Why anxious humans can’t always ride it out…

Wednesday, December 13, 2023. I love writing on a train! This one is for a dear client, MG.. look how far you’ve come!

Researchers have often wondered why anxious humans find it so profoundly challenging to ‘ride’ their powerful emotions, and consequently tend to avoid potentially rewarding situations.

Anxious humans sometimes find it difficult to rein in their emotions, so they often resort to avoiding anxiety-inducing situations as a fall-back plan.

New research has discovered that this this tendency to avoid fretful situations in the first place is directly related to an overload in an area of the brain crucial to the control of emotional behaviors, the magnificent lateral frontopolar cortex.

The problem is that the lateral frontopolar cortex becomes overstimulated. It then recruits and compels another region of the brain to exert a different sort of control, instead of the “take action” motor cortex, and that is often counter-productive.

This research helps explain why anxious humans are challenged in their efforts to ‘ride’ their intense emotions and push themselves to perform behaviors that may be rewarding to them.

For example, asking out a potential lover, standing up to a bully at work, or making your feelings known to your life-partner.

Dr. Bob Bramson, the study’s first author, explained:

“Anxious people use a less suitable section of the forebrain for this control.

It’s more difficult for them to choose alternative behavior, so they avoid social situations more often.”

How the study was conducted

The study involved comparing the brains and nervous systems of around 50 anxious humans with a similar group of non-anxious humans.

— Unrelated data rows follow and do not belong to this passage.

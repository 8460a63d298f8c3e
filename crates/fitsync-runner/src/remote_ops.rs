//! Remote ops: opcodes queued for the tracker and the responses it gave.
//!
//! Ops and results are exchanged as JSON with base64 byte fields:
//!
//! ```json
//! [{ "opCode": "JAAAAAAAAA==", "payloadData": "" }]
//! ```

use std::fs;
use std::io::ErrorKind;
use std::path::{Path, PathBuf};

use chrono::{DateTime, Utc};
use serde::{Deserialize, Serialize};
use tracing::debug;

use crate::error::Result;

/// One opcode to run on the tracker.
#[derive(Debug, Clone, Default, PartialEq, Eq, Serialize, Deserialize)]
#[serde(rename_all = "camelCase")]
pub struct RemoteOp {
    /// Opcode bytes.
    #[serde(with = "base64_bytes")]
    pub op_code: Vec<u8>,
    /// Payload uploaded if the tracker asks for one.
    #[serde(with = "base64_bytes", default)]
    pub payload_data: Vec<u8>,
}

/// The outcome of one [`RemoteOp`].
#[derive(Debug, Clone, PartialEq, Eq, Serialize, Deserialize)]
#[serde(rename_all = "camelCase")]
pub struct RemoteOpResult {
    /// Opcode that was run.
    #[serde(with = "base64_bytes")]
    pub op_code: Vec<u8>,
    /// Tracker response on success.
    #[serde(with = "base64_opt", default, skip_serializing_if = "Option::is_none")]
    pub response: Option<Vec<u8>>,
    /// Error message on failure.
    #[serde(default, skip_serializing_if = "Option::is_none")]
    pub error: Option<String>,
    /// When the op finished.
    pub completed_at: DateTime<Utc>,
}

impl RemoteOpResult {
    /// Build a result from the outcome of running `op`.
    pub fn from_outcome<E: std::fmt::Display>(
        op: &RemoteOp,
        outcome: std::result::Result<Vec<u8>, E>,
    ) -> Self {
        let (response, error) = match outcome {
            Ok(response) => (Some(response), None),
            Err(e) => (None, Some(e.to_string())),
        };
        RemoteOpResult {
            op_code: op.op_code.clone(),
            response,
            error,
            completed_at: Utc::now(),
        }
    }

    /// True when the op produced a response.
    pub fn is_ok(&self) -> bool {
        self.error.is_none()
    }
}

/// Where remote ops come from and where results go.
pub trait RemoteOpSource {
    /// Take the pending ops.
    fn fetch(&mut self) -> Result<Vec<RemoteOp>>;

    /// Hand back the results of a cycle.
    fn report(&mut self, results: Vec<RemoteOpResult>) -> Result<()>;
}

/// Remote ops kept in JSON files.
///
/// `fetch` consumes the queue file; `report` appends to the results file.
/// A missing queue file means no pending ops.
#[derive(Debug, Clone)]
pub struct FileOpSource {
    queue: PathBuf,
    results: PathBuf,
}

impl FileOpSource {
    /// Create a source over the given queue and results files.
    pub fn new(queue: impl Into<PathBuf>, results: impl Into<PathBuf>) -> Self {
        FileOpSource {
            queue: queue.into(),
            results: results.into(),
        }
    }

    fn read_json<T: for<'de> Deserialize<'de> + Default>(path: &Path) -> Result<T> {
        match fs::read_to_string(path) {
            Ok(text) if text.trim().is_empty() => Ok(T::default()),
            Ok(text) => Ok(serde_json::from_str(&text)?),
            Err(e) if e.kind() == ErrorKind::NotFound => Ok(T::default()),
            Err(e) => Err(e.into()),
        }
    }
}

impl RemoteOpSource for FileOpSource {
    fn fetch(&mut self) -> Result<Vec<RemoteOp>> {
        let ops: Vec<RemoteOp> = Self::read_json(&self.queue)?;
        if !ops.is_empty() {
            fs::remove_file(&self.queue)?;
        }
        debug!("Fetched {} remote ops from {}", ops.len(), self.queue.display());
        Ok(ops)
    }

    fn report(&mut self, results: Vec<RemoteOpResult>) -> Result<()> {
        if results.is_empty() {
            return Ok(());
        }
        let mut all: Vec<RemoteOpResult> = Self::read_json(&self.results)?;
        all.extend(results);
        fs::write(&self.results, serde_json::to_string_pretty(&all)?)?;
        Ok(())
    }
}

mod base64_bytes {
    use base64::engine::general_purpose::STANDARD;
    use base64::Engine;
    use serde::{Deserialize, Deserializer, Serializer};

    pub fn serialize<S: Serializer>(bytes: &[u8], serializer: S) -> Result<S::Ok, S::Error> {
        serializer.serialize_str(&STANDARD.encode(bytes))
    }

    pub fn deserialize<'de, D: Deserializer<'de>>(deserializer: D) -> Result<Vec<u8>, D::Error> {
        let text = String::deserialize(deserializer)?;
        STANDARD.decode(text).map_err(serde::de::Error::custom)
    }
}

mod base64_opt {
    use base64::engine::general_purpose::STANDARD;
    use base64::Engine;
    use serde::{Deserialize, Deserializer, Serializer};

    pub fn serialize<S: Serializer>(bytes: &Option<Vec<u8>>, serializer: S) -> Result<S::Ok, S::Error> {
        match bytes {
            Some(bytes) => serializer.serialize_some(&STANDARD.encode(bytes)),
            None => serializer.serialize_none(),
        }
    }

    pub fn deserialize<'de, D: Deserializer<'de>>(deserializer: D) -> Result<Option<Vec<u8>>, D::Error> {
        Option::<String>::deserialize(deserializer)?
            .map(|text| STANDARD.decode(text).map_err(serde::de::Error::custom))
            .transpose()
    }
}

Dr. Bramson explained the design of the study:

“Our trial subjects were shown happy and angry faces and had to first move a joystick towards the happy face and away from the angry face.

At a certain point they had to do the reverse: move towards an angry face and away from a happy face.

This demands control over our automatic tendency to avoid negative situations.”

Although the anxious human’s performance was the same as non-anxious humans, the results showed, a completely different part of the brain was recruited for the task!

Dr Bramson explained:

“In non-anxious people we often see that, during emotional control, a signal is sent from the foremost section of the prefrontal cortex to the motor cortex, the section of the brain that directs your body to act. In anxious people a less efficient section of that foremost section is used.”

The likely reason the normal section of the brain is not used in anxious people is that it has become overloaded.

Dr Bramson elaborated:

“This could explain why anxious people find it difficult to choose alternative behavior and thus avoid social situations.

The disadvantage of this is that they never learn that social situations aren’t as negative as they think.”

Final thoughts

I’m impressed with how neuroscience can gently point us in another direction.

As a couples therapist, I’m particularly curious about what my anxious client, and their partner might notice as they shift from an overloaded lateral frontopolar cortex to an less useful section of their forebrain, instead of to their motor cortex, (with it’s bias toward preferential action).

Perhaps a useful idea here is to focus on noticing the shift, that is to say, the moment when the decision is made to socially retreat from an opportunity for self-advocacy?

Could that shift be made more concrete in my client’s present-moment awareness?

It is possible to reframe the social situation as an opportunity to engage in a little neuro-plasticity by trying something new? Is it possible to notice, or surmize brain shifts, and have interventions planned in advance?

Be well, stay kind, and Godspeed.

RESEARCH:

Hogeveen J, Medalla M, Ainsworth M, Galeazzi JM, Hanlon CA, Mansouri FA, Costa VD. What Does the Frontopolar Cortex Contribute to Goal-Directed Cognition and Action? J Neurosci. 2022 Nov 9;42(45):8508-8513. doi: 10.1523/JNEUROSCI.1143-22.2022. PMID: 36351824; PMCID: PMC9665930.